A Rota do Mar do Norte é provavelmente um ativo mais importante no Ártico russo do que as jazidas na plataforma continental. O uso deste corredor, juntamente com a Passagem do Noroeste (localizada na região ártica do Canadá) permite acelerar e simplificar significativamente a troca de mercadorias entre a Europa e a Ásia. Por exemplo, a distância marítima entre Roterdã e Tóquio através do Canal de Suez é de 21,1 mil quilômetros. A rota da Passagem do Noroeste reduz essa distância para 15,9 mil km, enquanto a Rota do Mar do Norte, para 14,1 mil km.

Segundo estimativas de especialistas, a passagem de embarcações pela Rota do Mar do Norte permite uma redução de 40% no tempo de entrega em relação às rotas tradicionais. Resulta daí uma economia de combustível e uma redução do tempo de entrega que, logicamente, vai repercutir na redução dos custos com pessoal e com o frete do navio. Além disso, não existem filas de espera nem limites para o tamanho da embarcação –situação que enfrentam os que enviam e recebem mercadoria através do Canal de Suez.

GNL

O papel da Rota do Mar do Norte tem aumentado significativamente com o aumento do uso de gás natural liquefeito (GNL). Graças a ele, os produtores podem vender "gás natural" de qualquer jazida, independentemente se existem dutos até a ela ou não. E os consumidores se livram dos riscos associados à instabilidade política nos países de trânsito. Neste âmbito, é notável o projeto Yamal LNG, implementado pela empresa russa Novatek em parceria com a francesa Total e a chinesa CNPC.

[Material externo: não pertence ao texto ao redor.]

//! Render pipelines derived from surface materials, and the uniform buffers
//! they bind.
//!
//! Group 0 is shared by every pipeline and holds the camera and the lights.
//! Group 1 is per mesh: the [`MeshUniform`] at binding 0, then the program
//! uniform (if the family has one), then the textures and one sampler.

use std::num::NonZeroU64;

use bytemuck::{Pod, Zeroable};
use globe_scene::{
    Blending, Camera, CameraUniform, LightRig, LightsUniform, Mesh, Side, SurfaceMaterial,
};
use wgpu::util::DeviceExt;

use crate::buffer::vertex_layout;
use crate::depth::DepthBuffer;
use crate::shader::ShaderFamily;
use crate::target::multisample_state;

/// Per-mesh uniform, 80 bytes.
#[repr(C)]
#[derive(Clone, Copy, Debug, Pod, Zeroable)]
pub struct MeshUniform {
    pub model: [[f32; 4]; 4],
    /// Material scalars. Phong: normal scale xy, shininess. Lambert:
    /// opacity, alpha test. Unused by the custom programs.
    pub params: [f32; 4],
}

impl MeshUniform {
    pub fn from_mesh(mesh: &Mesh) -> Self {
        let params = match &mesh.material {
            SurfaceMaterial::Phong(p) => [p.normal_scale.x, p.normal_scale.y, p.shininess, 0.0],
            SurfaceMaterial::Lambert(l) => [l.opacity, l.alpha_test, 0.0, 0.0],
            SurfaceMaterial::Shader(_) => [0.0; 4],
        };
        Self {
            model: mesh.model_matrix().to_cols_array_2d(),
            params,
        }
    }
}

/// Camera and light buffers with their bind group (group 0).
pub struct FrameBindings {
    pub layout: wgpu::BindGroupLayout,
    pub bind_group: wgpu::BindGroup,
    camera_buffer: wgpu::Buffer,
    lights_buffer: wgpu::Buffer,
}

impl FrameBindings {
    pub fn new(device: &wgpu::Device) -> Self {
        let layout = device.create_bind_group_layout(&wgpu::BindGroupLayoutDescriptor {
            label: Some("frame-bind-group-layout"),
            entries: &[
                uniform_entry(0, std::mem::size_of::<CameraUniform>()),
                uniform_entry(1, std::mem::size_of::<LightsUniform>()),
            ],
        });

        let camera_buffer = device.create_buffer_init(&wgpu::util::BufferInitDescriptor {
            label: Some("camera-uniform"),
            contents: bytemuck::bytes_of(&CameraUniform::zeroed()),
            usage: wgpu::BufferUsages::UNIFORM | wgpu::BufferUsages::COPY_DST,
        });
        let lights_buffer = device.create_buffer_init(&wgpu::util::BufferInitDescriptor {
            label: Some("lights-uniform"),
            contents: bytemuck::bytes_of(&LightsUniform::zeroed()),
            usage: wgpu::BufferUsages::UNIFORM | wgpu::BufferUsages::COPY_DST,
        });

        let bind_group = device.create_bind_group(&wgpu::BindGroupDescriptor {
            label: Some("frame-bind-group"),
            layout: &layout,
            entries: &[
                wgpu::BindGroupEntry {
                    binding: 0,
                    resource: camera_buffer.as_entire_binding(),
                },
                wgpu::BindGroupEntry {
                    binding: 1,
                    resource: lights_buffer.as_entire_binding(),
                },
            ],
        });

        Self {
            layout,
            bind_group,
            camera_buffer,
            lights_buffer,
        }
    }

    pub fn write(&self, queue: &wgpu::Queue, camera: &Camera, lights: &LightRig) {
        queue.write_buffer(&self.camera_buffer, 0, bytemuck::bytes_of(&camera.to_uniform()));
        queue.write_buffer(&self.lights_buffer, 0, bytemuck::bytes_of(&lights.to_uniform()));
    }
}

fn uniform_entry(binding: u32, size: usize) -> wgpu::BindGroupLayoutEntry {
    wgpu::BindGroupLayoutEntry {
        binding,
        visibility: wgpu::ShaderStages::VERTEX | wgpu::ShaderStages::FRAGMENT,
        ty: wgpu::BindingType::Buffer {
            ty: wgpu::BufferBindingType::Uniform,
            has_dynamic_offset: false,
            min_binding_size: NonZeroU64::new(size as u64),
        },
        count: None,
    }
}

/// Size of the program uniform for families that have one.
pub fn program_uniform_size(family: ShaderFamily) -> usize {
    match family {
        ShaderFamily::Atmosphere => std::mem::size_of::<globe_scene::AtmosphereUniformsGpu>(),
        ShaderFamily::Galaxy => std::mem::size_of::<globe_scene::GalaxyUniformsGpu>(),
        ShaderFamily::Phong | ShaderFamily::Lambert => 0,
    }
}

/// Group 1 layout entries for `family`, in binding order.
pub fn material_layout_entries(family: ShaderFamily) -> Vec<wgpu::BindGroupLayoutEntry> {
    let mut entries = vec![uniform_entry(0, std::mem::size_of::<MeshUniform>())];
    if family.has_program_uniform() {
        entries.push(uniform_entry(1, program_uniform_size(family)));
    }

    let roles = family.texture_roles();
    for _ in roles {
        entries.push(wgpu::BindGroupLayoutEntry {
            binding: entries.len() as u32,
            visibility: wgpu::ShaderStages::FRAGMENT,
            ty: wgpu::BindingType::Texture {
                sample_type: wgpu::TextureSampleType::Float { filterable: true },
                view_dimension: wgpu::TextureViewDimension::D2,
                multisampled: false,
            },
            count: None,
        });
    }
    if !roles.is_empty() {
        entries.push(wgpu::BindGroupLayoutEntry {
            binding: entries.len() as u32,
            visibility: wgpu::ShaderStages::FRAGMENT,
            ty: wgpu::BindingType::Sampler(wgpu::SamplerBindingType::Filtering),
            count: None,
        });
    }
    entries
}

/// Faces to discard for a material side.
pub fn cull_mode(side: Side) -> Option<wgpu::Face> {
    match side {
        Side::Front => Some(wgpu::Face::Back),
        Side::Back => Some(wgpu::Face::Front),
        Side::Double => None,
    }
}

pub fn blend_state(blending: Blending) -> Option<wgpu::BlendState> {
    match blending {
        Blending::Opaque => None,
        Blending::Alpha => Some(wgpu::BlendState::ALPHA_BLENDING),
        Blending::Additive => {
            let additive = wgpu::BlendComponent {
                src_factor: wgpu::BlendFactor::SrcAlpha,
                dst_factor: wgpu::BlendFactor::One,
                operation: wgpu::BlendOperation::Add,
            };
            Some(wgpu::BlendState {
                color: additive,
                alpha: additive,
            })
        }
    }
}

/// Depth state honoring the material's write and test flags.
pub fn depth_state(material: &SurfaceMaterial) -> wgpu::DepthStencilState {
    let depth_test = match material {
        SurfaceMaterial::Shader(s) => s.depth_test,
        _ => true,
    };
    DepthBuffer::pipeline_state(material.depth_write(), depth_test)
}

/// A pipeline plus the group 1 layout its bind groups are built against.
pub struct MaterialPipeline {
    pub pipeline: wgpu::RenderPipeline,
    pub material_layout: wgpu::BindGroupLayout,
    pub family: ShaderFamily,
}

impl MaterialPipeline {
    pub fn new(
        device: &wgpu::Device,
        shader: &wgpu::ShaderModule,
        frame_layout: &wgpu::BindGroupLayout,
        surface_format: wgpu::TextureFormat,
        sample_count: u32,
        material: &SurfaceMaterial,
    ) -> Self {
        let family = ShaderFamily::for_material(material);
        let name = family.name();

        let material_layout = device.create_bind_group_layout(&wgpu::BindGroupLayoutDescriptor {
            label: Some(&format!("{name}-bind-group-layout")),
            entries: &material_layout_entries(family),
        });

        let pipeline_layout = device.create_pipeline_layout(&wgpu::PipelineLayoutDescriptor {
            label: Some(&format!("{name}-pipeline-layout")),
            bind_group_layouts: &[frame_layout, &material_layout],
            immediate_size: 0,
        });

        let pipeline = device.create_render_pipeline(&wgpu::RenderPipelineDescriptor {
            label: Some(&format!("{name}-pipeline")),
            layout: Some(&pipeline_layout),
            vertex: wgpu::VertexState {
                module: shader,
                entry_point: Some("vs_main"),
                buffers: &[vertex_layout()],
                compilation_options: wgpu::PipelineCompilationOptions::default(),
            },
            primitive: wgpu::PrimitiveState {
                topology: wgpu::PrimitiveTopology::TriangleList,
                strip_index_format: None,
                front_face: wgpu::FrontFace::Ccw,
                cull_mode: cull_mode(material.side()),
                unclipped_depth: false,
                polygon_mode: wgpu::PolygonMode::Fill,
                conservative: false,
            },
            depth_stencil: Some(depth_state(material)),
            multisample: multisample_state(sample_count),
            fragment: Some(wgpu::FragmentState {
                module: shader,
                entry_point: Some("fs_main"),
                targets: &[Some(wgpu::ColorTargetState {
                    format: surface_format,
                    blend: blend_state(material.blending()),
                    write_mask: wgpu::ColorWrites::ALL,
                })],
                compilation_options: wgpu::PipelineCompilationOptions::default(),
            }),
            multiview_mask: None,
            cache: None,
        });

        Self {
            pipeline,
            material_layout,
            family,
        }
    }
}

É claro que o gás oriundo da península de Iamal chegará aos compradores através da Rota do Mar do Norte. Mas, a longo prazo, não podemos descartar a hipótese de as instalações do Yamal LNG virem a ser usadas para liquefazer gás obtido em jazidas da plataforma continental do Ártico.

Ao argumentarem sobre as vantagens da Rota do Mar do Norte, muitos especialistas também mencionam o aquecimento global e o degelo das geleiras, que poderá tornar a rota ártica livre para a navegação comercial durante o ano inteiro (incluindo para grandes petroleiros, que não podem passar nos canais) já no início da década de 2020.

De fato, a área da cobertura de gelo no Ártico está reduzido 5% a cada 10 anos e a espessura das geleiras do mar Ártico é metade do que há meio século. É extremamente importante para a Rússia, no entanto, não só usar eficazmente os recursos do Ártico, mas também ter uma abordagem de cuidado e proteção de modo a manter o equilíbrio ambiental e climático regional existente. Pela mesma razão, é também fundamental ter a divisão das fronteiras do Ártico reconhecida pela comunidade internacional de modo a não deixar qualquer ambiguidade no ar.

Atualmente, elas são definidas com base na Convenção das Nações Unidas sobre o Direito do Mar, de 1982. Segundo este documento, a competência territorial do Estado se aplica apenas à plataforma continental. Quanto ao fundo dos mares e oceanos e seus subsolos, que não estão sob a jurisdição de nenhum país, são considerados patrimônio comum da humanidade. Ou seja, todas as nações do mundo têm direitos iguais de exploração dos recursos naturais aí existentes e qualquer uma delas pode submeter à ONU e a outras organizações internacionais um pedido de exploração dos recursos da plataforma marítima.

Se seguirmos essa lógica em vez de dividirmos o Ártico em setores, como acontecia, por exemplo, antes da adoção da Convenção da ONU, a Rússia perde os direitos soberanos de cerca de 1,7 milhões de quilômetros quadrados de território polar. E, nesse caso, a exploração e captação poderá ser feita por qualquer um. Com todas as consequências que surgem daí, inclusive para o meio ambiente.